The Tajikistani Border Troops (Қӯшунҳои сарҳадӣ), also called the Border Service, is the border guard of Tajikistan. Functioning under the State Committee for National Security as part of the Armed Forces, the border guards are trained by the Organization for Security and Co-operation in Europe, along with the Afghan Border Police. A higher education college is located in the capital, Dushanbe, the Border Troops Academy, and a Border Troops Training Centre is located south of it, in the Rudaki District. The main control station of the border troops is the Border Management Center of the Main Border Guard Directorate of the SCNS.

Outside the border troops, a detachment of the Border Service of the FSB deployed in Tajikistan mostly consists of Tajik conscripts preferring to serve under Russian command.

==History==
At the very beginning of the Tajikistani Civil War, one of the main factors in the escalation was the state border. As a result, a Special Border Brigade, and later the Border Protection Department, were set up under the auspices of the State Security Committee, and a decision was made by the Presidium of the Supreme Soviet to establish the Border Service. This was put into force on 26 May 1994.

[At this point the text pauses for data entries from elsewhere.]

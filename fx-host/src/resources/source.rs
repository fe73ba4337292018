//! # Asset Source 模块
//!
//! 资源来源抽象层（资源解析器边界）：把逻辑路径映射为可读取的字节。
//!
//! - `FsSource`：从文件系统读取（开发模式）
//! - `MemorySource`：从内存表读取（测试、内嵌资源）
//!
//! 所有路径参数都是**逻辑路径**，由实现内部调用 `normalize_logical_path()`。

use super::ResourceError;
use super::path::normalize_logical_path;
use std::collections::{HashMap, HashSet};
use std::path::PathBuf;
use std::sync::Mutex;

/// 读取模式
#[derive(Debug, Clone, Copy, PartialEq, Eq)]
pub enum FetchMode {
    /// 常规读取（允许命中任何中间缓存）
    Normal,
    /// 绕过缓存重新读取（失败后的唯一一次重试）
    CacheBust,
}

/// 资源来源 trait
pub trait AssetSource: Send + Sync {
    /// 读取资源字节
    fn read(&self, path: &str, mode: FetchMode) -> Result<Vec<u8>, ResourceError>;

    /// 检查资源是否存在
    fn exists(&self, path: &str) -> bool;

    /// 获取资源的完整路径（用于调试/日志）
    fn full_path(&self, path: &str) -> String;

    /// 列出指定目录下的直接文件（逻辑路径）
    fn list_files(&self, dir_path: &str) -> Vec<String>;
}

/// 文件系统资源来源
#[derive(Debug, Clone)]
pub struct FsSource {
    /// 资源根目录
    base_path: PathBuf,
}

impl FsSource {
    pub fn new(base_path: impl Into<PathBuf>) -> Self {
        Self {
            base_path: base_path.into(),
        }
    }

    fn resolve(&self, logical_path: &str) -> PathBuf {
        self.base_path.join(normalize_logical_path(logical_path))
    }
}

impl AssetSource for FsSource {
    // 文件系统没有中间缓存，CacheBust 等同于再读一次
    fn read(&self, path: &str, _mode: FetchMode) -> Result<Vec<u8>, ResourceError> {
        let full_path = self.resolve(path);

        std::fs::read(&full_path).map_err(|e| {
            if e.kind() == std::io::ErrorKind::NotFound {
                ResourceError::NotFound {
                    path: full_path.to_string_lossy().to_string(),
                }
            } else {
                ResourceError::LoadFailed {
                    path: full_path.to_string_lossy().to_string(),
                    kind: "file".to_string(),
                    message: e.to_string(),
                }
            }
        })
    }

    fn exists(&self, path: &str) -> bool {
        self.resolve(path).is_file()
    }

    fn full_path(&self, path: &str) -> String {
        self.resolve(path).to_string_lossy().to_string()
    }

    fn list_files(&self, dir_path: &str) -> Vec<String> {
        let full_dir = self.resolve(dir_path);

        let mut files = Vec::new();
        if let Ok(entries) = std::fs::read_dir(&full_dir) {
            for entry in entries.flatten() {
                let path = entry.path();
                if path.is_file()
                    && let Ok(relative) = path.strip_prefix(&self.base_path)
                {
                    files.push(relative.to_string_lossy().replace('\\', "/"));
                }
            }
        }
        files.sort();
        files
    }
}

/// 读取记录
#[derive(Debug, Clone, PartialEq, Eq)]
pub struct ReadRecord {
    pub path: String,
    pub mode: FetchMode,
}

/// 内存资源来源
///
/// 记录每一次读取，可以把某个路径标记为"第一次常规读取失败"，用于验证重试逻辑。
#[derive(Debug, Default)]
pub struct MemorySource {
    files: HashMap<String, Vec<u8>>,
    flaky: Mutex<HashSet<String>>,
    reads: Mutex<Vec<ReadRecord>>,
}

impl MemorySource {
    pub fn new() -> Self {
        Self::default()
    }

    /// 添加文件
    pub fn with_file(mut self, path: &str, bytes: impl Into<Vec<u8>>) -> Self {
        self.files.insert(normalize_logical_path(path), bytes.into());
        self
    }

    /// 该路径的下一次常规读取失败
    pub fn with_flaky(self, path: &str) -> Self {
        if let Ok(mut flaky) = self.flaky.lock() {
            flaky.insert(normalize_logical_path(path));
        }
        self
    }

    /// 读取记录快照
    pub fn reads(&self) -> Vec<ReadRecord> {
        self.reads.lock().map(|r| r.clone()).unwrap_or_default()
    }

    /// 某路径被读取的次数
    pub fn read_count(&self, path: &str) -> usize {
        let path = normalize_logical_path(path);
        self.reads().iter().filter(|r| r.path == path).count()
    }
}

impl AssetSource for MemorySource {
    fn read(&self, path: &str, mode: FetchMode) -> Result<Vec<u8>, ResourceError> {
        let path = normalize_logical_path(path);

        if let Ok(mut reads) = self.reads.lock() {
            reads.push(ReadRecord {
                path: path.clone(),
                mode,
            });
        }

        if mode == FetchMode::Normal
            && let Ok(mut flaky) = self.flaky.lock()
            && flaky.remove(&path)
        {
            return Err(ResourceError::LoadFailed {
                path,
                kind: "memory".to_string(),
                message: "模拟的读取失败".to_string(),
            });
        }

        self.files
            .get(&path)
            .cloned()
            .ok_or(ResourceError::NotFound { path })
    }

    fn exists(&self, path: &str) -> bool {
        self.files.contains_key(&normalize_logical_path(path))
    }

    fn full_path(&self, path: &str) -> String {
        format!("memory://{}", normalize_logical_path(path))
    }

    fn list_files(&self, dir_path: &str) -> Vec<String> {
        let dir = normalize_logical_path(dir_path);
        let prefix = if dir.is_empty() {
            dir
        } else {
            format!("{}/", dir)
        };

        let mut files: Vec<String> = self
            .files
            .keys()
            .filter(|path| {
                path.strip_prefix(&prefix)
                    .is_some_and(|relative| !relative.contains('/'))
            })
            .cloned()
            .collect();
        files.sort();
        files
    }
}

In 2011, the Border Troops, along with the national army and mobile forces, took part in a military drill with Kyrgyzstan. Their objective was to eliminate two terrorist groups on the Kyrgyzstani–Tajikistani border. In late 2014, four Tajikistani border guards were abducted from their posts on the border with Afghanistan by an unidentified group. Unidentified gunmen from Afghanistan killed 2 Tajikistani border guards on 26 August 2018.

== Structure ==
The border troops control the following:

- 3 regional administrations
- 17 border detachments
- 2 Spetsnaz units
- Separate air squadron
- 7 border commandant's offices
- 158 observation posts
- 34 checkpoints
- 4 training centers
- 5 military units of technical support
- Border Troops Academy

== Educational institutions ==

===Training Center "Poytakht"===
The Training Center "Poytakht" of the Border Troops is located in the metropolitan area of Firdavsi of Dushanbe. It is considered the main training base for servicemen of the Border Troops of SCNS, conducting the training of a large number of recruits of border guards, military personnel, including sappers, signalers, dog handlers, drivers, snipers and motorized infantry. Facilities include a sewing workshop, an assembly hall, an educational building and Radio-technical Border Management College. The silver jubilee military parade occurred on the site of the center in 2019.

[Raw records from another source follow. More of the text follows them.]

//! # Audio Backend 模块
//!
//! 音频后端抽象：把已加载的音频字节实例化为可播放的句柄。
//!
//! - [`NullBackend`]：headless 后端，不发声，也无法通知播放结束（依赖兜底计时器）
//! - [`ScriptedBackend`]：可脚本化的记录后端，测试中手动触发"播放结束"
//! - `RodioBackend`：真实输出（`rodio-backend` feature）

use glam::Vec3;
use std::cell::RefCell;
use std::rc::Rc;
use std::sync::Arc;
use std::sync::mpsc::Sender;
use thiserror::Error;

/// 已加载的音效资源
///
/// 字节只读取一次，池扩容时从这里重新实例化，不会再次读取资源。
#[derive(Debug, Clone)]
pub struct SoundAsset {
    /// 资源键（如 `step/grass`）
    pub key: String,
    /// 实际读取的逻辑路径
    pub path: String,
    /// 原始字节
    pub bytes: Arc<[u8]>,
}

/// 发声体参数
#[derive(Debug, Clone, Copy, PartialEq)]
pub struct Emitter {
    /// 世界坐标；`None` 表示非空间化（直接输出到双声道）
    pub position: Option<Vec3>,
    /// 最大听觉距离
    pub max_distance: f32,
}

impl Emitter {
    pub fn spatial(position: Vec3, max_distance: f32) -> Self {
        Self {
            position: Some(position),
            max_distance,
        }
    }

    pub fn non_spatial() -> Self {
        Self {
            position: None,
            max_distance: 0.0,
        }
    }

    /// 按距离线性衰减的增益 (0.0 - 1.0)
    pub fn attenuation(&self, listener: Vec3) -> f32 {
        match self.position {
            Some(position) if self.max_distance > 0.0 => {
                let distance = position.distance(listener);
                (1.0 - distance / self.max_distance).clamp(0.0, 1.0)
            }
            _ => 1.0,
        }
    }
}

/// 播放结束通知的内容
#[derive(Debug, Clone, PartialEq, Eq)]
pub struct EndedItem {
    pub key: String,
    pub index: usize,
    pub generation: u64,
}

/// 一次性的"播放结束"信号
///
/// 由服务在每次播放时生成，后端在音源播放完毕时调用 [`EndSignal::fire`]。
/// 服务关闭后发送失败会被忽略。
#[derive(Debug, Clone)]
pub struct EndSignal {
    tx: Sender<EndedItem>,
    item: EndedItem,
}

impl EndSignal {
    pub(crate) fn new(tx: Sender<EndedItem>, item: EndedItem) -> Self {
        Self { tx, item }
    }

    pub fn item(&self) -> &EndedItem {
        &self.item
    }

    pub fn fire(&self) {
        let _ = self.tx.send(self.item.clone());
    }
}

/// 音频错误
#[derive(Error, Debug, Clone, PartialEq)]
pub enum AudioError {
    /// 解码失败
    #[error("无法解码音频 '{key}': {message}")]
    Decode { key: String, message: String },

    /// 输出设备不可用
    #[error("无法初始化音频输出: {0}")]
    Output(String),

    /// 播放失败
    #[error("无法播放音频 '{key}': {message}")]
    Playback { key: String, message: String },
}

/// 可播放的句柄（池中的一个条目持有一个）
pub trait PlaybackHandle {
    /// 设置位置与听觉距离
    fn set_emitter(&mut self, emitter: Emitter);

    /// 设置音量（已乘上主音量）
    fn set_volume(&mut self, volume: f32);

    /// 从头开始播放
    ///
    /// 非循环播放结束时必须调用 `on_end.fire()`（仅当 [`Self::signals_end`] 为 true）。
    fn play(&mut self, looping: bool, on_end: EndSignal) -> Result<(), AudioError>;

    /// 停止播放；未在播放时为 no-op
    fn stop(&mut self);

    /// 后端能否通知播放结束
    fn signals_end(&self) -> bool;
}

/// 音频后端
pub trait AudioBackend {
    /// 后端名称（用于日志）
    fn name(&self) -> &'static str;

    /// 从已加载的资源实例化一个新句柄
    fn instantiate(&mut self, asset: &SoundAsset) -> Result<Box<dyn PlaybackHandle>, AudioError>;

    /// 更新听者位置
    fn set_listener(&mut self, _position: Vec3) {}

    /// 当前听者位置
    fn listener(&self) -> Vec3 {
        Vec3::ZERO
    }
}

fn check_decodable(asset: &SoundAsset) -> Result<(), AudioError> {
    if asset.bytes.is_empty() {
        return Err(AudioError::Decode {
            key: asset.key.clone(),
            message: "空文件".to_string(),
        });
    }
    Ok(())
}

// ============ NullBackend ============

/// headless 后端
#[derive(Debug, Default)]
pub struct NullBackend {
    listener: Vec3,
}

impl NullBackend {
    pub fn new() -> Self {
        Self::default()
    }
}

struct NullHandle;

impl PlaybackHandle for NullHandle {
    fn set_emitter(&mut self, _emitter: Emitter) {}
    fn set_volume(&mut self, _volume: f32) {}
    fn play(&mut self, _looping: bool, _on_end: EndSignal) -> Result<(), AudioError> {
        Ok(())
    }
    fn stop(&mut self) {}
    fn signals_end(&self) -> bool {
        false
    }
}

impl AudioBackend for NullBackend {
    fn name(&self) -> &'static str {
        "null"
    }

    fn instantiate(&mut self, asset: &SoundAsset) -> Result<Box<dyn PlaybackHandle>, AudioError> {
        check_decodable(asset)?;
        Ok(Box::new(NullHandle))
    }

    fn set_listener(&mut self, position: Vec3) {
        self.listener = position;
    }

    fn listener(&self) -> Vec3 {
        self.listener
    }
}

// ============ ScriptedBackend ============

/// 一次播放的记录
#[derive(Debug, Clone, PartialEq)]
pub struct PlayRecord {
    pub key: String,
    pub handle_id: usize,
    pub volume: f32,
    pub emitter: Option<Emitter>,
    pub looping: bool,
}

#[derive(Debug, Default)]
struct ScriptLog {
    next_handle: usize,
    instantiated: Vec<String>,
    plays: Vec<PlayRecord>,
    /// (handle_id, volume)
    volume_changes: Vec<(usize, f32)>,
    stops: usize,
    /// 正在播放、可以触发结束的信号：(handle_id, signal)
    playing: Vec<(usize, EndSignal)>,
}

/// 可脚本化的记录后端
///
/// 克隆共享同一份记录：把一个克隆交给服务，另一个留在测试里观察与驱动。
#[derive(Debug, Clone)]
pub struct ScriptedBackend {
    log: Rc<RefCell<ScriptLog>>,
    signals_end: bool,
    listener: Vec3,
}

impl ScriptedBackend {
    /// 能通知播放结束的后端
    pub fn with_end_signals() -> Self {
        Self {
            log: Rc::default(),
            signals_end: true,
            listener: Vec3::ZERO,
        }
    }

    /// 无法通知播放结束的后端
    pub fn silent() -> Self {
        Self {
            signals_end: false,
            ..Self::with_end_signals()
        }
    }

    /// 实例化过的句柄数量（按资源键）
    pub fn instantiated(&self, key: &str) -> usize {
        self.log
            .borrow()
            .instantiated
            .iter()
            .filter(|k| k.as_str() == key)
            .count()
    }

    pub fn plays(&self) -> Vec<PlayRecord> {
        self.log.borrow().plays.clone()
    }

    /// 全部音量设置（包括播放前的设置）
    pub fn volume_changes(&self) -> Vec<f32> {
        self.log
            .borrow()
            .volume_changes
            .iter()
            .map(|(_, volume)| *volume)
            .collect()
    }

    pub fn stop_count(&self) -> usize {
        self.log.borrow().stops
    }

    /// 正在播放（尚未结束或停止）的数量
    pub fn playing_count(&self) -> usize {
        self.log.borrow().playing.len()
    }

    /// 让某个资源键的所有播放结束，返回触发的数量
    pub fn finish_playing(&self, key: &str) -> usize {
        let finished: Vec<EndSignal> = {
            let mut log = self.log.borrow_mut();
            let (done, rest): (Vec<_>, Vec<_>) = log
                .playing
                .drain(..)
                .partition(|(_, signal)| signal.item().key == key);
            log.playing = rest;
            done.into_iter().map(|(_, signal)| signal).collect()
        };

        for signal in &finished {
            signal.fire();
        }
        finished.len()
    }
}

struct ScriptedHandle {
    id: usize,
    key: String,
    volume: f32,
    emitter: Option<Emitter>,
    signals_end: bool,
    log: Rc<RefCell<ScriptLog>>,
}

impl PlaybackHandle for ScriptedHandle {
    fn set_emitter(&mut self, emitter: Emitter) {
        self.emitter = Some(emitter);
    }

    fn set_volume(&mut self, volume: f32) {
        self.volume = volume;
        self.log.borrow_mut().volume_changes.push((self.id, volume));
    }

    fn play(&mut self, looping: bool, on_end: EndSignal) -> Result<(), AudioError> {
        let mut log = self.log.borrow_mut();
        log.plays.push(PlayRecord {
            key: self.key.clone(),
            handle_id: self.id,
            volume: self.volume,
            emitter: self.emitter,
            looping,
        });
        log.playing.retain(|(id, _)| *id != self.id);
        if self.signals_end && !looping {
            log.playing.push((self.id, on_end));
        }
        Ok(())
    }

    fn stop(&mut self) {
        let mut log = self.log.borrow_mut();
        log.stops += 1;
        log.playing.retain(|(id, _)| *id != self.id);
    }

    fn signals_end(&self) -> bool {
        self.signals_end
    }
}

impl AudioBackend for ScriptedBackend {
    fn name(&self) -> &'static str {
        "scripted"
    }

    fn instantiate(&mut self, asset: &SoundAsset) -> Result<Box<dyn PlaybackHandle>, AudioError> {
        check_decodable(asset)?;

        let id = {
            let mut log = self.log.borrow_mut();
            log.instantiated.push(asset.key.clone());
            log.next_handle += 1;
            log.next_handle
        };

        Ok(Box::new(ScriptedHandle {
            id,
            key: asset.key.clone(),
            volume: 1.0,
            emitter: None,
            signals_end: self.signals_end,
            log: Rc::clone(&self.log),
        }))
    }

    fn set_listener(&mut self, position: Vec3) {
        self.listener = position;
    }

    fn listener(&self) -> Vec3 {
        self.listener
    }
}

=== Military Gymnasium ===
The Border Troops Military Gymnasium named after Cyrus the Great (Kurushi Kabir) was opened on 28 May 2019. The building of the Military Gymnasium consists of three two-storey buildings with an area of 1,360 square meters that includes classrooms, libraries and dormitories. Many of the students of this institution are orphans who come from remote cities and districts of the country, and it annually enrolls up to 100 people after 9th grade. Training in this gymnasium is conducted mainly in the Tajik language, and 14 non-military teachers also teach various subjects. Language classrooms specializing in English, Chinese, Turkish and Russian are also built in.

Education in the gymnasium is defined as two years, and graduates have the opportunity to further study at domestic and foreign military universities, including those in the Russian Federation, the People's Republic of China, Kazakhstan, and Azerbaijan. It has a large library for students, which allows students to use a wide range of literature. The institution is designed for 130 people. A greenhouse was built near the gymnasium in order to provide students with fresh products.